====== Records supplied
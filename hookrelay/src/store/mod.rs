//! Storage for webhook registrations and delivery records.
//!
//! Both repositories are object-safe traits so a deployment can swap the
//! in-memory maps for durable storage. Implementations must:
//! - allow many concurrent readers and serialize writers
//! - hand out clones, never references into shared state
//! - apply [`DeliveryRepository::update`] atomically with respect to other
//!   writers, since it is how delivery attempts are claimed

pub mod memory;
pub mod registry;

use async_trait::async_trait;
use chrono::{DateTime, Utc};

use crate::error::Result;
use crate::types::{Delivery, DeliveryStats, Webhook};

pub use memory::{InMemoryDeliveryRepository, InMemoryWebhookRepository};
pub use registry::WebhookRegistry;

/// Persistence for webhook registrations.
#[async_trait]
pub trait WebhookRepository: Send + Sync {
    /// Insert or replace a webhook by id.
    async fn save(&self, webhook: Webhook) -> Result<()>;

    async fn load(&self, id: &str) -> Result<Option<Webhook>>;

    /// Remove a webhook, returning whether it existed.
    async fn remove(&self, id: &str) -> Result<bool>;

    /// All webhooks, sorted by id.
    async fn list(&self) -> Result<Vec<Webhook>>;
}

/// Persistence for delivery records.
#[async_trait]
pub trait DeliveryRepository: Send + Sync {
    async fn insert(&self, delivery: Delivery) -> Result<()>;

    async fn get(&self, id: &str) -> Result<Option<Delivery>>;

    /// All deliveries, oldest first.
    async fn list(&self) -> Result<Vec<Delivery>>;

    async fn list_by_webhook(&self, webhook_id: &str) -> Result<Vec<Delivery>>;

    /// Apply `change` to a record under the write lock.
    ///
    /// The closure works on a copy; the copy is stored and returned only when
    /// the closure returns `true`. Returns `Ok(None)` when the change was
    /// declined and `Error::DeliveryNotFound` when no record has that id.
    async fn update(
        &self,
        id: &str,
        change: &mut (dyn for<'d> FnMut(&'d mut Delivery) -> bool + Send),
    ) -> Result<Option<Delivery>>;

    /// Deliveries whose scheduled retry is due at `now`.
    async fn due_for_retry(&self, now: DateTime<Utc>) -> Result<Vec<Delivery>>;

    /// Drop delivered records last updated before `cutoff`.
    async fn purge_delivered_before(&self, cutoff: DateTime<Utc>) -> Result<usize>;

    /// Counts by status, optionally restricted to one webhook.
    async fn stats(&self, webhook_id: Option<&str>) -> Result<DeliveryStats>;
}
//! 精选文章列表
//!
//! 按分类维护的静态文章清单，标题带俄文译名。

/// 一条精选文章
#[derive(Debug, Clone, Copy)]
pub struct Article {
    pub title: &'static str,
    pub url: &'static str,
    pub title_ru: &'static str,
}

const PROGRAMMING: [Article; 6] = [
    Article {
        title: "JavaScript Tutorial",
        url: "https://www.w3schools.com/js/",
        title_ru: "Учебник JavaScript",
    },
    Article {
        title: "Python Tutorial",
        url: "https://www.w3schools.com/python/",
        title_ru: "Учебник Python",
    },
    Article {
        title: "HTML Tutorial",
        url: "https://www.w3schools.com/html/",
        title_ru: "Учебник HTML",
    },
    Article {
        title: "CSS Tutorial",
        url: "https://www.w3schools.com/css/",
        title_ru: "Учебник CSS",
    },
    Article {
        title: "React Docs",
        url: "https://react.dev/",
        title_ru: "Документация React",
    },
    Article {
        title: "Node.js Docs",
        url: "https://nodejs.org/en/docs/",
        title_ru: "Документация Node.js",
    },
];

const HISTORY: [Article; 6] = [
    Article {
        title: "Ancient Rome",
        url: "https://en.wikipedia.org/wiki/Ancient_Rome",
        title_ru: "Древний Рим",
    },
    Article {
        title: "Middle Ages",
        url: "https://en.wikipedia.org/wiki/Middle_Ages",
        title_ru: "Средние века",
    },
    Article {
        title: "Renaissance",
        url: "https://en.wikipedia.org/wiki/Renaissance",
        title_ru: "Ренессанс",
    },
    Article {
        title: "French Revolution",
        url: "https://en.wikipedia.org/wiki/French_Revolution",
        title_ru: "Французская революция",
    },
    Article {
        title: "World War I",
        url: "https://en.wikipedia.org/wiki/World_War_I",
        title_ru: "Первая мировая война",
    },
    Article {
        title: "World War II",
        url: "https://en.wikipedia.org/wiki/World_War_II",
        title_ru: "Вторая мировая война",
    },
];

const GAMES: [Article; 3] = [
    Article {
        title: "Video game",
        url: "https://en.wikipedia.org/wiki/Video_game",
        title_ru: "Видеоигра",
    },
    Article {
        title: "Game design",
        url: "https://en.wikipedia.org/wiki/Game_design",
        title_ru: "Дизайн игры",
    },
    Article {
        title: "Game Programming Patterns",
        url: "https://gameprogrammingpatterns.com/",
        title_ru: "Паттерны программирования игр",
    },
];

const CINEMA: [Article; 3] = [
    Article {
        title: "History of film",
        url: "https://en.wikipedia.org/wiki/History_of_film",
        title_ru: "История кинематографа",
    },
    Article {
        title: "Cinematography",
        url: "https://en.wikipedia.org/wiki/Cinematography",
        title_ru: "Кинематография",
    },
    Article {
        title: "Film directing",
        url: "https://en.wikipedia.org/wiki/Film_directing",
        title_ru: "Режиссура фильма",
    },
];

/// 按分类取文章列表；未知分类返回空列表
pub fn articles_for(category: &str) -> &'static [Article] {
    match category {
        "programming" => &PROGRAMMING,
        "history" => &HISTORY,
        "games" => &GAMES,
        "cinema" => &CINEMA,
        _ => &[],
    }
}

#[cfg(test)]
mod tests {
    use super::*;

    #[test]
    fn test_known_categories() {
        assert_eq!(articles_for("programming").len(), 6);
        assert_eq!(articles_for("history").len(), 6);
        assert_eq!(articles_for("games").len(), 3);
        assert_eq!(articles_for("cinema").len(), 3);
    }

    #[test]
    fn test_unknown_category_is_empty() {
        assert!(articles_for("cooking").is_empty());
    }
}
============
- **Exercise goal**
Each line above must be output exactly as it stands.

- **Answer box**
filename hookrelay/src/store/mod.rs
//! Storage for webhook registrations and delivery records.
//!
//! Both repositories are object-safe traits so a deployment can swap the
//! in-memory maps for durable storage. Implementations must:
//! - allow many concurrent readers and serialize writers
//! - hand out clones, never references into shared state
//! - apply [`DeliveryRepository::update`] atomically with respect to other
//!   writers, since it is how delivery attempts are claimed

pub mod memory;
pub mod registry;

use async_trait::async_trait;
use chrono::{DateTime, Utc};

use crate::error::Result;
use crate::types::{Delivery, DeliveryStats, Webhook};

pub use memory::{InMemoryDeliveryRepository, InMemoryWebhookRepository};
pub use registry::WebhookRegistry;

/// Persistence for webhook registrations.
#[async_trait]
pub trait WebhookRepository: Send + Sync {
    /// Insert or replace a webhook by id.
    async fn save(&self, webhook: Webhook) -> Result<()>;

    async fn load(&self, id: &str) -> Result<Option<Webhook>>;

    /// Remove a webhook, returning whether it existed.
    async fn remove(&self, id: &str) -> Result<bool>;

    /// All webhooks, sorted by id.
    async fn list(&self) -> Result<Vec<Webhook>>;
}

/// Persistence for delivery records.
#[async_trait]
pub trait DeliveryRepository: Send + Sync {
    async fn insert(&self, delivery: Delivery) -> Result<()>;

    async fn get(&self, id: &str) -> Result<Option<Delivery>>;

    /// All deliveries, oldest first.
    async fn list(&self) -> Result<Vec<Delivery>>;

    async fn list_by_webhook(&self, webhook_id: &str) -> Result<Vec<Delivery>>;

    /// Apply `change` to a record under the write lock.
    ///
    /// The closure works on a copy; the copy is stored and returned only when
    /// the closure returns `true`. Returns `Ok(None)` when the change was
    /// declined and `Error::DeliveryNotFound` when no record has that id.
    async fn update(
        &self,
        id: &str,
        change: &mut (dyn for<'d> FnMut(&'d mut Delivery) -> bool + Send),
    ) -> Result<Option<Delivery>>;

    /// Deliveries whose scheduled retry is due at `now`.
    async fn due_for_retry(&self, now: DateTime<Utc>) -> Result<Vec<Delivery>>;

    /// Drop delivered records last updated before `cutoff`.
    async fn purge_delivered_before(&self, cutoff: DateTime<Utc>) -> Result<usize>;

    /// Counts by status, optionally restricted to one webhook.
    async fn stats(&self, webhook_id: Option<&str>) -> Result<DeliveryStats>;
}
//! 精选文章列表
//!
//! 按分类维护的静态文章清单，标题带俄文译名。

/// 一条精选文章
#[derive(Debug, Clone, Copy)]
pub struct Article {
    pub title: &'static str,
    pub url: &'static str,
    pub title_ru: &'static str,
}

const PROGRAMMING: [Article; 6] = [
    Article {
        title: "JavaScript Tutorial",
        url: "https://www.w3schools.com/js/",
        title_ru: "Учебник JavaScript",
    },
    Article {
        title: "Python Tutorial",
        url: "https://www.w3schools.com/python/",
        title_ru: "Учебник Python",
    },
    Article {
        title: "HTML Tutorial",
        url: "https://www.w3schools.com/html/",
        title_ru: "Учебник HTML",
    },
    Article {
        title: "CSS Tutorial",
        url: "https://www.w3schools.com/css/",
        title_ru: "Учебник CSS",
    },
    Article {
        title: "React Docs",
        url: "https://react.dev/",
        title_ru: "Документация React",
    },
    Article {
        title: "Node.js Docs",
        url: "https://nodejs.org/en/docs/",
        title_ru: "Документация Node.js",
    },
];

const HISTORY: [Article; 6] = [
    Article {
        title: "Ancient Rome",
        url: "https://en.wikipedia.org/wiki/Ancient_Rome",
        title_ru: "Древний Рим",
    },
    Article {
        title: "Middle Ages",
        url: "https://en.wikipedia.org/wiki/Middle_Ages",
        title_ru: "Средние века",
    },
    Article {
        title: "Renaissance",
        url: "https://en.wikipedia.org/wiki/Renaissance",
        title_ru: "Ренессанс",
    },
    Article {
        title: "French Revolution",
        url: "https://en.wikipedia.org/wiki/French_Revolution",
        title_ru: "Французская революция",
    },
    Article {
        title: "World War I",
        url: "https://en.wikipedia.org/wiki/World_War_I",
        title_ru: "Первая мировая война",
    },
    Article {
        title: "World War II",
        url: "https://en.wikipedia.org/wiki/World_War_II",
        title_ru: "Вторая мировая война",
    },
];

const GAMES: [Article; 3] = [
    Article {
        title: "Video game",
        url: "https://en.wikipedia.org/wiki/Video_game",
        title_ru: "Видеоигра",
    },
    Article {
        title: "Game design",
        url: "https://en.wikipedia.org/wiki/Game_design",
        title_ru: "Дизайн игры",
    },
    Article {
        title: "Game Programming Patterns",
        url: "https://gameprogrammingpatterns.com/",
        title_ru: "Паттерны программирования игр",
    },
];

const CINEMA: [Article; 3] = [
    Article {
        title: "History of film",
        url: "https://en.wikipedia.org/wiki/History_of_film",
        title_ru: "История кинематографа",
    },
    Article {
        title: "Cinematography",
        url: "https://en.wikipedia.org/wiki/Cinematography",
        title_ru: "Кинематография",
    },
    Article {
        title: "Film directing",
        url: "https://en.wikipedia.org/wiki/Film_directing",
        title_ru: "Режиссура фильма",
    },
];

/// 按分类取文章列表；未知分类返回空列表
pub fn articles_for(category: &str) -> &'static [Article] {
    match category {
        "programming" => &PROGRAMMING,
        "history" => &HISTORY,
        "games" => &GAMES,
        "cinema" => &CINEMA,
        _ => &[],
    }
}

#[cfg(test)]
mod tests {
    use super::*;

    #[test]
    fn test_known_categories() {
        assert_eq!(articles_for("programming").len(), 6);
        assert_eq!(articles_for("history").len(), 6);
        assert_eq!(articles_for("games").len(), 3);
        assert_eq!(articles_for("cinema").len(), 3);
    }

    #[test]
    fn test_unknown_category_is_empty() {
        assert!(articles_for("cooking").is_empty());
    }
}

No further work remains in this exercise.